Collected data entries
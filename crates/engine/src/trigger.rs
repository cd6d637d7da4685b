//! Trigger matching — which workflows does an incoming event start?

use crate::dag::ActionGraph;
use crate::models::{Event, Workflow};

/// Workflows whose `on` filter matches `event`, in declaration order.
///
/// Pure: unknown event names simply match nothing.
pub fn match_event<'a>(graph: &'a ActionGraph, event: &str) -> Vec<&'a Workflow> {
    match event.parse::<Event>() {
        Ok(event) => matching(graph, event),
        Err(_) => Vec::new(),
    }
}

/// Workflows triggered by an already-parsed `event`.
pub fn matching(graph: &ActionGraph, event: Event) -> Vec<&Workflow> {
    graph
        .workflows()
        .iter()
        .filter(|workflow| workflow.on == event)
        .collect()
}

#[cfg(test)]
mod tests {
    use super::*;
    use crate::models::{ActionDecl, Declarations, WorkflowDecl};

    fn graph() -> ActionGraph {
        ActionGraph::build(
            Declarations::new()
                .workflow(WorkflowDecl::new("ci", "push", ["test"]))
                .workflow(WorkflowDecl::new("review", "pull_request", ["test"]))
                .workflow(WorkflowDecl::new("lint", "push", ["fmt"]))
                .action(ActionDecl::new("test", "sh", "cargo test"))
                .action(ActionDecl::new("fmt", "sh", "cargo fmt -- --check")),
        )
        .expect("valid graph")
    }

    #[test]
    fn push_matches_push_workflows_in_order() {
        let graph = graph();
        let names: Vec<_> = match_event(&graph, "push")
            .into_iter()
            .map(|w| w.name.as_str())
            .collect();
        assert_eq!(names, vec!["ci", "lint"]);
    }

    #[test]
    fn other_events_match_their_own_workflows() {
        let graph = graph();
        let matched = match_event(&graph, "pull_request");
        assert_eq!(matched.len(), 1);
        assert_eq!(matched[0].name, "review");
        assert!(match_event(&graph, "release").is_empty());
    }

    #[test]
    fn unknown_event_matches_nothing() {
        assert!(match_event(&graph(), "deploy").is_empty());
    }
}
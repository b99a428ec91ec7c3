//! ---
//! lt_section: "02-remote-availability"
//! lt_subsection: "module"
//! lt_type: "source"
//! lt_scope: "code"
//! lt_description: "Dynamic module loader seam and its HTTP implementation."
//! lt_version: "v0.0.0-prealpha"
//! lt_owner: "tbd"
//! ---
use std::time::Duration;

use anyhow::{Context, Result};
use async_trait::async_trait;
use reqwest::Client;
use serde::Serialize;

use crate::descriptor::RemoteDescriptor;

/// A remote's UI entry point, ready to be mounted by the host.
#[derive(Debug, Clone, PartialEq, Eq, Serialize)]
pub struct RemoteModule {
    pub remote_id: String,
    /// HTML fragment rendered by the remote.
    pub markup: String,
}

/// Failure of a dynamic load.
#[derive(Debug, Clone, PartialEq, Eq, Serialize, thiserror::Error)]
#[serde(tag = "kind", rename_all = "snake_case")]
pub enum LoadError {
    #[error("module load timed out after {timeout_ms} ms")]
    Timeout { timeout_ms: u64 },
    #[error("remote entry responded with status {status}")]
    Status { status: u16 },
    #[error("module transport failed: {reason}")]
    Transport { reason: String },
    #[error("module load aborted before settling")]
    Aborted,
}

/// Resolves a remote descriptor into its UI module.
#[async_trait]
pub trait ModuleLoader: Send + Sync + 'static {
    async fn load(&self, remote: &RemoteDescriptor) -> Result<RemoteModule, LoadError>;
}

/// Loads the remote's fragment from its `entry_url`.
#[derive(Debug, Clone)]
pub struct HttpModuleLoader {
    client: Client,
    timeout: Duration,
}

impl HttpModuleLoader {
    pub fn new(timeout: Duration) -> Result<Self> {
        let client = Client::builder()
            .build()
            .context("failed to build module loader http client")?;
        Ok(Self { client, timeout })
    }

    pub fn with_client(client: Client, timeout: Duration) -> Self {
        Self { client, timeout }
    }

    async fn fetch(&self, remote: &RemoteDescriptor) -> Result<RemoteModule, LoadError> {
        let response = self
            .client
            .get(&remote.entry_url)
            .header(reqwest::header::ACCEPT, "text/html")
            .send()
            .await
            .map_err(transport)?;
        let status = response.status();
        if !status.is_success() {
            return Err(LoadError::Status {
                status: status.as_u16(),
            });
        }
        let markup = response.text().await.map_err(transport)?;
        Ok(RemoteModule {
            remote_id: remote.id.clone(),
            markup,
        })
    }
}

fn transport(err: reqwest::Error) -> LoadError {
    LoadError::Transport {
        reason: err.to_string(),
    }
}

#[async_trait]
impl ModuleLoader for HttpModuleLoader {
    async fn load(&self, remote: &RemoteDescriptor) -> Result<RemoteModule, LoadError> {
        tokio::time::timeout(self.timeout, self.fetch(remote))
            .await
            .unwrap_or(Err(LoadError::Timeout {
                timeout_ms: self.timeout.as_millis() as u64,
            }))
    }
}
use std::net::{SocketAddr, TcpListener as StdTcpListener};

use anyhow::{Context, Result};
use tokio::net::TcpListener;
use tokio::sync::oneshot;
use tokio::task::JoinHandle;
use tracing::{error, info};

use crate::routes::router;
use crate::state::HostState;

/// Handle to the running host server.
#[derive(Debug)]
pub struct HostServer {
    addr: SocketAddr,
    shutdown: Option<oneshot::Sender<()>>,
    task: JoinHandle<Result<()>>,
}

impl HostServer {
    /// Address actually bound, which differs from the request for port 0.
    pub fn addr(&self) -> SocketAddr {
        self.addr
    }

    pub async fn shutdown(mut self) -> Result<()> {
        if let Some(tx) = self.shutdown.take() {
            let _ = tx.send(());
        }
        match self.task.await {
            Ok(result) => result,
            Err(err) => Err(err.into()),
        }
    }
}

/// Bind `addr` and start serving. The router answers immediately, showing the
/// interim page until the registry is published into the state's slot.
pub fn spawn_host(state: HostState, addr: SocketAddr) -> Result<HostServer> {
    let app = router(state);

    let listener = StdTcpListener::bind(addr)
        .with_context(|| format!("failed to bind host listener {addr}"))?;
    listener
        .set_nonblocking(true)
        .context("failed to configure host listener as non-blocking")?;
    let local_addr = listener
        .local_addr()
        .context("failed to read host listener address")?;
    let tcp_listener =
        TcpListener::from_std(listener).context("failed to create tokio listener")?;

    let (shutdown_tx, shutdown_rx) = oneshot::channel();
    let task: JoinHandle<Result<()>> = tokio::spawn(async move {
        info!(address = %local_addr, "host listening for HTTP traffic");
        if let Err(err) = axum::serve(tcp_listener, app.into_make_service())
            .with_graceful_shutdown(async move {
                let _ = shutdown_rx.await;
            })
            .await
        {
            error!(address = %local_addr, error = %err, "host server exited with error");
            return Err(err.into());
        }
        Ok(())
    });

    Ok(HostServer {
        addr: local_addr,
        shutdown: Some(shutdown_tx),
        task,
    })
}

==

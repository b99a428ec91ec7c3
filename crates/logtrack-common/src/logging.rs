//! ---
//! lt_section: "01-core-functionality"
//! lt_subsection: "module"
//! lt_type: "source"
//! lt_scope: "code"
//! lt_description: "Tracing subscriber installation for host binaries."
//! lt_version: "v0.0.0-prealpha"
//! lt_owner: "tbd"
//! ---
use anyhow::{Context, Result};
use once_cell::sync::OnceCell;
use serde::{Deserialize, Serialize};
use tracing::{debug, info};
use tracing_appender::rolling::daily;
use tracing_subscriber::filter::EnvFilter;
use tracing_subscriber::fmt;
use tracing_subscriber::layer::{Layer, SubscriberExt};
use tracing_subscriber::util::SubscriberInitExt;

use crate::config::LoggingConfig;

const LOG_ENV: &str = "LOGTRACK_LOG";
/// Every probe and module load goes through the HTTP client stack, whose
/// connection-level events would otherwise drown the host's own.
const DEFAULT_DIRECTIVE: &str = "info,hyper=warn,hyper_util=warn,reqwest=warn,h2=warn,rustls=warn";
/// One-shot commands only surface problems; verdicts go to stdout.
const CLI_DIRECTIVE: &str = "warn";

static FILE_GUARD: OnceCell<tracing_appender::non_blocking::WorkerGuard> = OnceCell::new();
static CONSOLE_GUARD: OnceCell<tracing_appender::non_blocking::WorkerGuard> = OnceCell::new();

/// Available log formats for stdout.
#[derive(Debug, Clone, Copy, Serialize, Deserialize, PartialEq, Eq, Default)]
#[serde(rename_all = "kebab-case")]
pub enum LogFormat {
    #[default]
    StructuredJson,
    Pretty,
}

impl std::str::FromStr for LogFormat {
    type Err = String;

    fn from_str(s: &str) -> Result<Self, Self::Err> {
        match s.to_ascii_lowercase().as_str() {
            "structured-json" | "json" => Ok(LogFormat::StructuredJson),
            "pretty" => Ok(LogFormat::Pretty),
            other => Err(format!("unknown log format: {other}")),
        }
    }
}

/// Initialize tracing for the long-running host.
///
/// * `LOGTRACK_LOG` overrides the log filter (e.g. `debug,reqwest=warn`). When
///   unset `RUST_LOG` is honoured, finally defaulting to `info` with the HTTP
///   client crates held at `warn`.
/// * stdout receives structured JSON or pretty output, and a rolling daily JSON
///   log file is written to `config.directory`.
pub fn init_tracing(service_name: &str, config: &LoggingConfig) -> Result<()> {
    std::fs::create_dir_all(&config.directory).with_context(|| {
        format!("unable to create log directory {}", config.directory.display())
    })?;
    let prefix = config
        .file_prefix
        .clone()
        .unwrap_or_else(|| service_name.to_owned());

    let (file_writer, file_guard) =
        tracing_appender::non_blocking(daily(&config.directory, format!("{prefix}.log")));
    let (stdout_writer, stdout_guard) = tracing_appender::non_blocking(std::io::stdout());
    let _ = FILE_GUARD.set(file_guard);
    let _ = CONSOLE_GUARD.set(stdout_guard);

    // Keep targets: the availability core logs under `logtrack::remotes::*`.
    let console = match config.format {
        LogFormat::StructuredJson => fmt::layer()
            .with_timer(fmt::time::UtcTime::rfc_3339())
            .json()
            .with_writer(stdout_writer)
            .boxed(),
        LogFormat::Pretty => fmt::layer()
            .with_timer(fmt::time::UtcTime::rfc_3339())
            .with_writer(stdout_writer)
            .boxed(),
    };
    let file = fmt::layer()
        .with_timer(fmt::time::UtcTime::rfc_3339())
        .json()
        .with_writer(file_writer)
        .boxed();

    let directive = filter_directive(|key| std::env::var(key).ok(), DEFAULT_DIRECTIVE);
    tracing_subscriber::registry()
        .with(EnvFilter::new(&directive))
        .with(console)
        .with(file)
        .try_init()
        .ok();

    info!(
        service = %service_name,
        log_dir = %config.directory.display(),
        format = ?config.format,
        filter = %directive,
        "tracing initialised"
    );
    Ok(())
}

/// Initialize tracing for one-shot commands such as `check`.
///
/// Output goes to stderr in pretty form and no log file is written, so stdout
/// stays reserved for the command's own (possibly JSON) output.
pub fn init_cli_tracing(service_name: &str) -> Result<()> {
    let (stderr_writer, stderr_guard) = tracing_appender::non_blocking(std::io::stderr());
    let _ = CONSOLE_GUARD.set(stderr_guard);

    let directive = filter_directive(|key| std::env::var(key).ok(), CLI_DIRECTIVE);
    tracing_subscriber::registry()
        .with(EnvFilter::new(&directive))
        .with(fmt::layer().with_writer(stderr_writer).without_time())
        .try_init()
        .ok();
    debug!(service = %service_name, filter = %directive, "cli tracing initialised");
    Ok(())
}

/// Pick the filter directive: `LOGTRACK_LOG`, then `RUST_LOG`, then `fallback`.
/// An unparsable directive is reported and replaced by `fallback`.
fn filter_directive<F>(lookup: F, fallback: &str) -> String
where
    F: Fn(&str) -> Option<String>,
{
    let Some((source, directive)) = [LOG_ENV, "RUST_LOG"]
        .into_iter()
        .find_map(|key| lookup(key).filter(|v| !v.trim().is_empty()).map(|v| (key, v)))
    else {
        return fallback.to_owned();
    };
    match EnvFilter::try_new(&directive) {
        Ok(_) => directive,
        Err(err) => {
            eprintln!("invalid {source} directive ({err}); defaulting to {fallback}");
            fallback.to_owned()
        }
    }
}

* * *

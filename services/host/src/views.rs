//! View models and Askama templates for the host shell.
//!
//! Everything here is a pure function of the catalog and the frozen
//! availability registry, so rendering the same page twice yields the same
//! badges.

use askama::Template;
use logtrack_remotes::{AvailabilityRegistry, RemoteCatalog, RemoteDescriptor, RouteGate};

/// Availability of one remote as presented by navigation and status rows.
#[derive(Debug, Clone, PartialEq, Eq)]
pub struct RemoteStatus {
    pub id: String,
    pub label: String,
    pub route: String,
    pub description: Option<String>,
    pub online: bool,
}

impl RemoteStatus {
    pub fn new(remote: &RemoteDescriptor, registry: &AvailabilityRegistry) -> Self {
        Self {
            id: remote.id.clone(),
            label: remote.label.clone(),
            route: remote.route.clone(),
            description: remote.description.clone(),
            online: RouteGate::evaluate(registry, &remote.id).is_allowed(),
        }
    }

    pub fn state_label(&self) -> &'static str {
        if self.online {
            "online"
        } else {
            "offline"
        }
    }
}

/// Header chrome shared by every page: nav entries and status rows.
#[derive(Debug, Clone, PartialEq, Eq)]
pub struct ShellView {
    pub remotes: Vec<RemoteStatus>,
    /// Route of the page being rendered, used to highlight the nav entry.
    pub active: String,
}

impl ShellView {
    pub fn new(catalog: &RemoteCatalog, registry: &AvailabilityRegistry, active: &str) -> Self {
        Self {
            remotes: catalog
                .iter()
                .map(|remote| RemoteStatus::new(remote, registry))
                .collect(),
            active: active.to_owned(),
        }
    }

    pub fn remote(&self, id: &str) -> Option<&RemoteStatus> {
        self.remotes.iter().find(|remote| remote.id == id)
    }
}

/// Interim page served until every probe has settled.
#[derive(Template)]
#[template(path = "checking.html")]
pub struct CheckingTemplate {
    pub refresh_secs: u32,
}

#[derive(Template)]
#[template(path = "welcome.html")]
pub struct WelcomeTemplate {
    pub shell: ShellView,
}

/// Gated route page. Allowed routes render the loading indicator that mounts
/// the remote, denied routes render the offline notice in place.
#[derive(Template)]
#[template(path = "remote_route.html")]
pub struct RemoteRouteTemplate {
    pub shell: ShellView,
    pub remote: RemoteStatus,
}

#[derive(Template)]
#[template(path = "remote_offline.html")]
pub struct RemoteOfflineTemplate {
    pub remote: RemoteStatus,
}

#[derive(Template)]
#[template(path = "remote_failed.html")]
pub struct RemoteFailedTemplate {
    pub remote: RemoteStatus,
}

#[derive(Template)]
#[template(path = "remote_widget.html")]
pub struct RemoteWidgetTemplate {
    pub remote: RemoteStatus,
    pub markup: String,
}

(Try it) Using the data above, print exactly the lines from the line that contains "filename crates/engine/src/trigger.rs" through the line that contains "module loader seam", with both included.

(Solution to the problem)
filename crates/engine/src/trigger.rs
repository cd6d637d7da4685b
//! Trigger matching — which workflows does an incoming event start?

use crate::dag::ActionGraph;
use crate::models::{Event, Workflow};

/// Workflows whose `on` filter matches `event`, in declaration order.
///
/// Pure: unknown event names simply match nothing.
pub fn match_event<'a>(graph: &'a ActionGraph, event: &str) -> Vec<&'a Workflow> {
    match event.parse::<Event>() {
        Ok(event) => matching(graph, event),
        Err(_) => Vec::new(),
    }
}

/// Workflows triggered by an already-parsed `event`.
pub fn matching(graph: &ActionGraph, event: Event) -> Vec<&Workflow> {
    graph
        .workflows()
        .iter()
        .filter(|workflow| workflow.on == event)
        .collect()
}

#[cfg(test)]
mod tests {
    use super::*;
    use crate::models::{ActionDecl, Declarations, WorkflowDecl};

    fn graph() -> ActionGraph {
        ActionGraph::build(
            Declarations::new()
                .workflow(WorkflowDecl::new("ci", "push", ["test"]))
                .workflow(WorkflowDecl::new("review", "pull_request", ["test"]))
                .workflow(WorkflowDecl::new("lint", "push", ["fmt"]))
                .action(ActionDecl::new("test", "sh", "cargo test"))
                .action(ActionDecl::new("fmt", "sh", "cargo fmt -- --check")),
        )
        .expect("valid graph")
    }

    #[test]
    fn push_matches_push_workflows_in_order() {
        let graph = graph();
        let names: Vec<_> = match_event(&graph, "push")
            .into_iter()
            .map(|w| w.name.as_str())
            .collect();
        assert_eq!(names, vec!["ci", "lint"]);
    }

    #[test]
    fn other_events_match_their_own_workflows() {
        let graph = graph();
        let matched = match_event(&graph, "pull_request");
        assert_eq!(matched.len(), 1);
        assert_eq!(matched[0].name, "review");
        assert!(match_event(&graph, "release").is_empty());
    }

    #[test]
    fn unknown_event_matches_nothing() {
        assert!(match_event(&graph(), "deploy").is_empty());
    }
}
repository b99a428ec91ec7c3
//! ---
//! lt_section: "02-remote-availability"
//! lt_subsection: "module"
//! lt_type: "source"
//! lt_scope: "code"
//! lt_description: "Dynamic module loader seam and its HTTP implementation."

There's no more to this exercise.